Each line below that contains "input" counts once; report the total and nothing more.

(RECORDS FOR THE TASK)

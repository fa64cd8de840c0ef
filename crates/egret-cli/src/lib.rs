//! Command-line runtime for the Egret regular-expression checker.
//!
//! The module owns argument parsing, configuration bootstrapping, pattern
//! input, and report rendering. The runtime can be driven from the binary
//! entrypoint or from tests, where the configuration loader, the analysis
//! engine, and every IO stream can be substituted.

use std::ffi::OsString;
use std::fs;
use std::io::{self, BufRead, IsTerminal, Write};
use std::process::ExitCode;

use camino::Utf8Path;
use clap::Parser;
use egret_config::Config;
use egret_core::{
    AnalysisEngine, DEFAULT_BASE_SUBSTRING, GroupSelection, RunOptions, TestSession,
};
use tracing::info;

mod cli;
mod config;
mod engine;
mod errors;
mod input;
mod output;
mod telemetry;

#[cfg(test)]
mod tests;

use cli::{CheckArgs, Cli, CliCommand, GenerateArgs, PatternArgs, TestArgs};
use config::{ConfigLoader, OrthoConfigLoader, split_config_arguments};
use errors::AppError;
use input::{PatternSpec, resolve_pattern};
use output::{Report, ReportHeader, render_report};

pub use cli::{OutputFormat, ResolvedOutputFormat};
pub use engine::CommandEngine;

/// CLI flags recognised by the configuration loader.
///
/// Keep in sync with the fields of [`egret_config::Config`].
const CONFIG_CLI_FLAGS: &[&str] = &[
    "--config-path",
    "--log-filter",
    "--log-format",
    "--engine-program",
    "--engine-args",
    "--base-substring",
];

const RUNTIME_TARGET: &str = "egret_cli::runtime";

/// Builds the analysis engine for a loaded configuration.
pub(crate) trait EngineFactory {
    fn build(&self, config: &Config) -> Box<dyn AnalysisEngine>;
}

/// Spawns the configured engine executable.
pub(crate) struct ProcessEngineFactory;

impl EngineFactory for ProcessEngineFactory {
    fn build(&self, config: &Config) -> Box<dyn AnalysisEngine> {
        Box::new(CommandEngine::from_config(config))
    }
}

/// Bundles the IO streams provided to the CLI runtime.
pub(crate) struct IoStreams<'a, R: BufRead, W: Write, E: Write> {
    pub(crate) stdin: &'a mut R,
    pub(crate) stdout: &'a mut W,
    pub(crate) stderr: &'a mut E,
    stdout_is_terminal: bool,
}

impl<'a, R: BufRead, W: Write, E: Write> IoStreams<'a, R, W, E> {
    pub(crate) fn new(stdin: &'a mut R, stdout: &'a mut W, stderr: &'a mut E) -> Self {
        Self {
            stdin,
            stdout,
            stderr,
            stdout_is_terminal: io::stdout().is_terminal(),
        }
    }

    #[cfg(test)]
    pub(crate) const fn with_terminal_status(
        stdin: &'a mut R,
        stdout: &'a mut W,
        stderr: &'a mut E,
        stdout_is_terminal: bool,
    ) -> Self {
        Self {
            stdin,
            stdout,
            stderr,
            stdout_is_terminal,
        }
    }

    pub(crate) const fn stdout_is_terminal(&self) -> bool {
        self.stdout_is_terminal
    }
}

impl CliCommand {
    const fn pattern_args(&self) -> &PatternArgs {
        match self {
            Self::Generate(args) => &args.pattern,
            Self::Check(args) => &args.pattern,
            Self::Test(args) => &args.pattern,
        }
    }
}

impl GenerateArgs {
    const fn group_selection(&self) -> Option<GroupSelection> {
        if self.named_groups {
            Some(GroupSelection::NamedOnly)
        } else if self.groups {
            Some(GroupSelection::All)
        } else {
            None
        }
    }
}

struct CliRunner<'r, 'io, R, W, E, L, F>
where
    R: BufRead,
    W: Write,
    E: Write,
{
    io: &'r mut IoStreams<'io, R, W, E>,
    loader: &'r L,
    engines: &'r F,
}

impl<R, W, E, L, F> CliRunner<'_, '_, R, W, E, L, F>
where
    R: BufRead,
    W: Write,
    E: Write,
    L: ConfigLoader,
    F: EngineFactory,
{
    fn run<I>(&mut self, args: I) -> ExitCode
    where
        I: IntoIterator<Item = OsString>,
    {
        let args: Vec<OsString> = args.into_iter().collect();
        match self.execute(&args) {
            Ok(exit_code) => exit_code,
            Err(error) => {
                writeln!(self.io.stderr, "{error}").ok();
                ExitCode::FAILURE
            }
        }
    }

    fn execute(&mut self, args: &[OsString]) -> Result<ExitCode, AppError> {
        let split = split_config_arguments(args);
        let cli = match Cli::try_parse_from(split.command_arguments(args)) {
            Ok(cli) => cli,
            Err(error) if !error.use_stderr() => {
                write!(self.io.stdout, "{error}").map_err(AppError::WriteReport)?;
                return Ok(ExitCode::SUCCESS);
            }
            Err(error) => return Err(AppError::CliUsage(error)),
        };

        let config = self.loader.load(&split.config_arguments)?;
        telemetry::initialise(&config)?;

        let spec = resolve_pattern(
            cli.command.pattern_args(),
            &mut *self.io.stdin,
            &mut *self.io.stderr,
        )?;
        match &cli.command {
            CliCommand::Generate(command) => self.generate(&cli, command, &config, &spec),
            CliCommand::Check(command) => self.check(&cli, command, &config, &spec),
            CliCommand::Test(command) => self.test(&cli, command, &spec),
        }
    }

    fn generate(
        &mut self,
        cli: &Cli,
        command: &GenerateArgs,
        config: &Config,
        spec: &PatternSpec,
    ) -> Result<ExitCode, AppError> {
        let options = RunOptions {
            warn: false,
            base_substring: base_substring(command.base_substring.as_deref(), config),
            debug: command.report.debug,
            stats: command.report.stats,
            groups: command.group_selection(),
        };
        let session =
            TestSession::new(spec.pattern.as_str()).with_strings(command.test_strings.iter().cloned());
        let engine = self.engines.build(config);
        let outcome =
            egret_core::generate(engine.as_ref(), session.pattern(), &options, session.strings())?;
        let report = Report::Generate {
            outcome: &outcome,
            stats: command.report.stats,
            groups: options.groups,
        };
        self.emit(spec, report, cli.output, command.report.output_file.as_deref())
    }

    fn check(
        &mut self,
        cli: &Cli,
        command: &CheckArgs,
        config: &Config,
        spec: &PatternSpec,
    ) -> Result<ExitCode, AppError> {
        let options = RunOptions {
            warn: command.warn,
            base_substring: base_substring(None, config),
            debug: command.report.debug,
            stats: command.report.stats,
            groups: None,
        };
        let engine = self.engines.build(config);
        let outcome = egret_core::check(engine.as_ref(), &spec.pattern, &options)?;
        self.emit(
            spec,
            Report::Check(&outcome),
            cli.output,
            command.report.output_file.as_deref(),
        )
    }

    fn test(
        &mut self,
        cli: &Cli,
        command: &TestArgs,
        spec: &PatternSpec,
    ) -> Result<ExitCode, AppError> {
        let outcome = egret_core::test_string(&spec.pattern, &command.candidate);
        self.emit(spec, Report::Test(&outcome), cli.output, None)
    }

    fn emit(
        &mut self,
        spec: &PatternSpec,
        report: Report<'_>,
        format: OutputFormat,
        output_file: Option<&Utf8Path>,
    ) -> Result<ExitCode, AppError> {
        let header = ReportHeader {
            pattern: &spec.pattern,
            description: spec.description.as_deref(),
        };
        // Reports written to a file default to the plain-text layout.
        let resolved = format.resolve(output_file.is_some() || self.io.stdout_is_terminal());
        let rendered = render_report(header, report, resolved)?;

        if let Some(path) = output_file {
            fs::write(path, &rendered).map_err(|source| AppError::CreateOutputFile {
                path: path.to_path_buf(),
                source,
            })?;
            info!(target: RUNTIME_TARGET, path = %path, "report written");
        } else {
            self.io
                .stdout
                .write_all(rendered.as_bytes())
                .map_err(AppError::WriteReport)?;
            self.io.stdout.flush().map_err(AppError::WriteReport)?;
        }

        if report.is_failed() {
            Ok(ExitCode::FAILURE)
        } else {
            Ok(ExitCode::SUCCESS)
        }
    }
}

/// The base substring from the command line, else the configuration, else
/// the engine default.
fn base_substring(flag: Option<&str>, config: &Config) -> String {
    flag.or_else(|| config.base_substring())
        .unwrap_or(DEFAULT_BASE_SUBSTRING)
        .to_owned()
}

/// Runs the CLI using the provided arguments and IO handles.
#[must_use]
pub fn run<I, R, W, E>(args: I, stdin: &mut R, stdout: &mut W, stderr: &mut E) -> ExitCode
where
    I: IntoIterator<Item = OsString>,
    R: BufRead,
    W: Write,
    E: Write,
{
    let mut io = IoStreams::new(stdin, stdout, stderr);
    run_with(args, &mut io, &OrthoConfigLoader, &ProcessEngineFactory)
}

/// Runs the CLI with a custom configuration loader and engine factory.
pub(crate) fn run_with<I, R, W, E, L, F>(
    args: I,
    io: &mut IoStreams<'_, R, W, E>,
    loader: &L,
    engines: &F,
) -> ExitCode
where
    I: IntoIterator<Item = OsString>,
    R: BufRead,
    W: Write,
    E: Write,
    L: ConfigLoader,
    F: EngineFactory,
{
    CliRunner {
        io,
        loader,
        engines,
    }
    .run(args)
}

(End RECORDS FOR THE TASK)

* RESPONSE BOX:
3